Reacciones desordenadas y peligrosas: esta crónica de The Atlantic da muestra de la pesadilla sanitaria que es la ausencia de la medida. Muchos de estos gigantes empresariales han anunciado que protegerán a sus trabajadores ante el COVID-19, pero sus protocolos son igualmente nocivos. Un empleado de Amazon sólo podría cobrar su baja por enfermedad a la vuelta al trabajo, lo que llevará a muchos trabajadores sin ahorros a volver a la línea a pesar de estar enfermos, propagando el virus.

En la cadena Whole Foods sólo se garantiza el sufragio de la baja médica si has conseguido el resultado positivo de un test de COVID, y como hay Estados donde los tests se están racionando, muchos no están teniendo acceso a esa prueba, lo que les lleva a regresar a sus puertos.
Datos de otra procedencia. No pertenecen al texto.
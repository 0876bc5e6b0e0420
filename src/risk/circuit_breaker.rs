//! Daily circuit breaker

use chrono::{DateTime, Utc};
use serde::{Deserialize, Serialize};
use tracing::warn;

#[derive(Debug, Clone, Copy, PartialEq, Eq, Serialize, Deserialize)]
pub enum CircuitBreakerState {
    /// Trading allowed
    Closed,
    /// Trading blocked until the daily reset
    Open,
}

impl std::fmt::Display for CircuitBreakerState {
    fn fmt(&self, f: &mut std::fmt::Formatter<'_>) -> std::fmt::Result {
        match self {
            CircuitBreakerState::Closed => write!(f, "CLOSED"),
            CircuitBreakerState::Open => write!(f, "OPEN"),
        }
    }
}

#[derive(Debug, Clone, PartialEq, Serialize, Deserialize)]
pub struct CircuitBreakerStatus {
    pub state: CircuitBreakerState,
    /// Empty while closed
    pub reason: String,
    pub tripped_at: Option<DateTime<Utc>>,
}

/// Latching breaker. Only [`reset`](CircuitBreaker::reset) closes it.
#[derive(Debug, Clone)]
pub struct CircuitBreaker {
    state: CircuitBreakerState,
    reason: String,
    tripped_at: Option<DateTime<Utc>>,
}

impl Default for CircuitBreaker {
    fn default() -> Self {
        Self {
            state: CircuitBreakerState::Closed,
            reason: String::new(),
            tripped_at: None,
        }
    }
}

impl CircuitBreaker {
    pub fn state(&self) -> CircuitBreakerState {
        self.state
    }

    pub fn is_open(&self) -> bool {
        self.state == CircuitBreakerState::Open
    }

    /// Open the breaker. A breaker that is already open keeps its first reason.
    pub fn trip(&mut self, reason: &str, at: DateTime<Utc>) {
        if self.is_open() {
            return;
        }
        warn!("Circuit breaker tripped: {}", reason);
        self.state = CircuitBreakerState::Open;
        self.reason = reason.to_string();
        self.tripped_at = Some(at);
    }

    pub fn reset(&mut self) {
        *self = Self::default();
    }

    pub fn status(&self) -> CircuitBreakerStatus {
        CircuitBreakerStatus {
            state: self.state,
            reason: self.reason.clone(),
            tripped_at: self.tripped_at,
        }
    }
}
Son sólo dos ejemplos de varios.

Consecuencias de la sanidad universal gratuita. Hay 27.5 millones de personas sin ningún tipo de seguro médico y 44 sin una cobertura suficiente, eso sin contar a los millones de indocumentados. La inmensa mayoría de estadounidenses hacen depender su seguro a su trabajo, con lo que la gente de los millones (47 por el momento) de personas que se están quedando en paro lo están perdiendo. Aunque se ha anunciado que los tests serán gratuitos no lo son los servicios médicos asociados a esa consulta, lo que está provocando que la factura total de una prueba de coronavirus pueda rondar fácilmente los 3.250 dólares (2.850 euros). Por estas razones mucha gente portadora está yendo a trabajar o está transitando por los Estados que aún no han anunciado el confinamiento.

Una baja por enfermedad gruyere. El pasado 17 de marzo la Cámara baja del Congreso estadounidense aprobó una inyección de capital público para que las empresas cubran las bajas por enfermedad. Pero la medida ha nacido bastante coartada: sólo cubrirá por un máximo de 12 semanas a los trabajadores con hijos a cargo y cuyas escuelas estén cerradas, las empresas sólo tendrán que pagar por dos de estas 12 semanas y las compañías de menos de 50 empleados y muchos proveedores de atención médica quedan exentos de sufragar la baja.